Dataset items
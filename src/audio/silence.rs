//! Silence-gap segmentation of combined multi-word speech.
//!
//! A batch response is one waveform in which the words are separated by long
//! pauses. Splitting works on millisecond windows: a window of `min_silence_ms`
//! whose RMS sits at or below the threshold counts as silence, overlapping
//! silent windows merge into silent ranges, and everything between them is a
//! clip. Each clip keeps `keep_silence_ms` of padding on both sides.
//!
//! When the clip count does not match the number of requested words, a fixed
//! sweep of threshold and window offsets is tried in order. The first match
//! wins; if nothing matches the caller gets [`Segmentation::Mismatched`] and
//! must not use any of the clips.

use std::ops::Range;

use tracing::debug;

use super::pcm::{AudioClip, MAX_AMPLITUDE, RawAudioStream};

/// Threshold offsets (dB) tried after the baseline, outer loop of the sweep.
pub const THRESHOLD_OFFSETS_DB: [f32; 4] = [-4.0, -8.0, 4.0, 8.0];

/// Minimum-silence offsets (ms) tried for each threshold, inner loop of the sweep.
pub const MIN_SILENCE_OFFSETS_MS: [i64; 3] = [0, -200, 200];

/// Swept minimum-silence lengths never go below this.
pub const MIN_SILENCE_FLOOR_MS: u32 = 300;

/// Parameters for one silence-detection pass.
#[derive(Debug, Clone, Copy, PartialEq)]
pub struct SilenceParams {
    pub min_silence_ms: u32,  // Shortest pause that separates two clips
    pub threshold_dbfs: f32,  // Windows at or below this level are silence
    pub keep_silence_ms: u32, // Padding kept around each clip
}

impl Default for SilenceParams {
    fn default() -> Self {
        Self { min_silence_ms: 800, threshold_dbfs: -36.0, keep_silence_ms: 150 }
    }
}

/// Outcome of matching a stream against an expected clip count.
#[derive(Debug)]
pub enum Segmentation {
    /// Exactly the expected number of clips, in temporal order.
    Matched { clips: Vec<AudioClip>, params: SilenceParams },
    /// No candidate produced the expected count.
    Mismatched { baseline_count: usize },
}

/// Candidate parameters in the order they are tried: baseline first, then
/// every threshold offset crossed with every minimum-silence offset.
pub fn sweep(baseline: SilenceParams) -> Vec<SilenceParams> {
    let mut candidates = Vec::with_capacity(1 + THRESHOLD_OFFSETS_DB.len() * MIN_SILENCE_OFFSETS_MS.len());
    candidates.push(baseline);

    for db in THRESHOLD_OFFSETS_DB {
        for ms in MIN_SILENCE_OFFSETS_MS {
            let min_silence_ms = (i64::from(baseline.min_silence_ms) + ms).max(i64::from(MIN_SILENCE_FLOOR_MS)) as u32;
            candidates.push(SilenceParams { min_silence_ms, threshold_dbfs: baseline.threshold_dbfs + db, keep_silence_ms: baseline.keep_silence_ms });
        }
    }

    candidates
}

/// Split `audio` into exactly `expected` clips, sweeping parameters if needed.
///
/// # Arguments
/// * `audio` - Combined response for the whole batch
/// * `expected` - Number of words requested in the batch
/// * `baseline` - First parameter set to try
///
/// # Returns
/// `Matched` with the clips and the parameters that produced them, or
/// `Mismatched` with the clip count observed at the baseline.
pub fn segment(audio: &RawAudioStream, expected: usize, baseline: SilenceParams) -> Segmentation {
    let energy = EnergyIndex::new(audio);
    let mut baseline_count = None;

    for params in sweep(baseline) {
        let ranges = clip_ranges(&energy, &params);
        let count = *baseline_count.get_or_insert(ranges.len());

        if ranges.len() == expected {
            debug!("Split into {} clips with min_silence={}ms thresh={}dBFS", expected, params.min_silence_ms, params.threshold_dbfs);
            let clips = ranges.into_iter().map(|range| audio.clip(range)).collect();
            return Segmentation::Matched { clips, params };
        }

        debug!(
            "min_silence={}ms thresh={}dBFS gave {} clips, want {} (baseline {})",
            params.min_silence_ms,
            params.threshold_dbfs,
            ranges.len(),
            expected,
            count
        );
    }

    Segmentation::Mismatched { baseline_count: baseline_count.unwrap_or(0) }
}

/// Silent ranges (ms) of at least `min_silence_ms`.
pub fn detect_silence(audio: &RawAudioStream, min_silence_ms: u32, threshold_dbfs: f32) -> Vec<Range<u64>> {
    silent_ranges(&EnergyIndex::new(audio), min_silence_ms, threshold_dbfs)
}

/// Prefix sums of squared samples, so any window's RMS is O(1).
struct EnergyIndex<'a> {
    audio: &'a RawAudioStream,
    prefix: Vec<u64>, // prefix[i] = sum of squares of samples[..i]
}

impl<'a> EnergyIndex<'a> {
    fn new(audio: &'a RawAudioStream) -> Self {
        let mut prefix = Vec::with_capacity(audio.samples().len() + 1);
        let mut total = 0u64;
        prefix.push(total);
        for &sample in audio.samples() {
            let value = i64::from(sample);
            total += (value * value) as u64;
            prefix.push(total);
        }
        Self { audio, prefix }
    }

    fn duration_ms(&self) -> u64 {
        self.audio.duration_ms()
    }

    fn rms(&self, range_ms: Range<u64>) -> f64 {
        let start = self.audio.frame_at(range_ms.start);
        let end = self.audio.frame_at(range_ms.end);
        if end <= start {
            return 0.0;
        }
        let energy = (self.prefix[end] - self.prefix[start]) as f64;
        (energy / (end - start) as f64).sqrt()
    }
}

fn dbfs_to_amplitude(dbfs: f32) -> f64 {
    10f64.powf(f64::from(dbfs) / 20.0) * MAX_AMPLITUDE
}

fn silent_ranges(energy: &EnergyIndex<'_>, min_silence_ms: u32, threshold_dbfs: f32) -> Vec<Range<u64>> {
    let len = energy.duration_ms();
    let window = u64::from(min_silence_ms.max(1));
    if len < window {
        return Vec::new();
    }

    let threshold = dbfs_to_amplitude(threshold_dbfs);
    let mut ranges = Vec::new();
    // (first silent window start, latest silent window start) of the open range
    let mut open: Option<(u64, u64)> = None;

    for start in 0..=len - window {
        if energy.rms(start..start + window) > threshold {
            continue;
        }
        open = match open {
            Some((first, last)) if start > last + window => {
                ranges.push(first..last + window);
                Some((start, start))
            }
            Some((first, _)) => Some((first, start)),
            None => Some((start, start)),
        };
    }

    if let Some((first, last)) = open {
        ranges.push(first..last + window);
    }
    ranges
}

fn nonsilent_ranges(energy: &EnergyIndex<'_>, min_silence_ms: u32, threshold_dbfs: f32) -> Vec<Range<u64>> {
    let len = energy.duration_ms();
    let silent = silent_ranges(energy, min_silence_ms, threshold_dbfs);

    if silent.is_empty() {
        return if len == 0 { Vec::new() } else { vec![0..len] };
    }
    if silent[0] == (0..len) {
        return Vec::new();
    }

    let mut ranges = Vec::with_capacity(silent.len() + 1);
    let mut previous_end = 0;
    for range in &silent {
        ranges.push(previous_end..range.start);
        previous_end = range.end;
    }
    if previous_end != len {
        ranges.push(previous_end..len);
    }
    if ranges.first() == Some(&(0..0)) {
        ranges.remove(0);
    }
    ranges
}

/// Padded clip ranges; neighbours whose padding overlaps meet halfway.
fn clip_ranges(energy: &EnergyIndex<'_>, params: &SilenceParams) -> Vec<Range<u64>> {
    let len = energy.duration_ms();
    let keep = u64::from(params.keep_silence_ms);

    let mut padded: Vec<Range<u64>> = nonsilent_ranges(energy, params.min_silence_ms, params.threshold_dbfs)
        .into_iter()
        .map(|range| range.start.saturating_sub(keep)..range.end + keep)
        .collect();

    for i in 1..padded.len() {
        let last_end = padded[i - 1].end;
        let next_start = padded[i].start;
        if next_start < last_end {
            let midpoint = (last_end + next_start) / 2;
            padded[i - 1].end = midpoint;
            padded[i].start = midpoint;
        }
    }

    padded.into_iter().map(|range| range.start..range.end.min(len)).collect()
}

● **REQUIRED ACTION**:
Pull out all lines of the data with the string "usize".

● **TASK OUTPUT**:
    Mismatched { baseline_count: usize },
pub fn segment(audio: &RawAudioStream, expected: usize, baseline: SilenceParams) -> Segmentation {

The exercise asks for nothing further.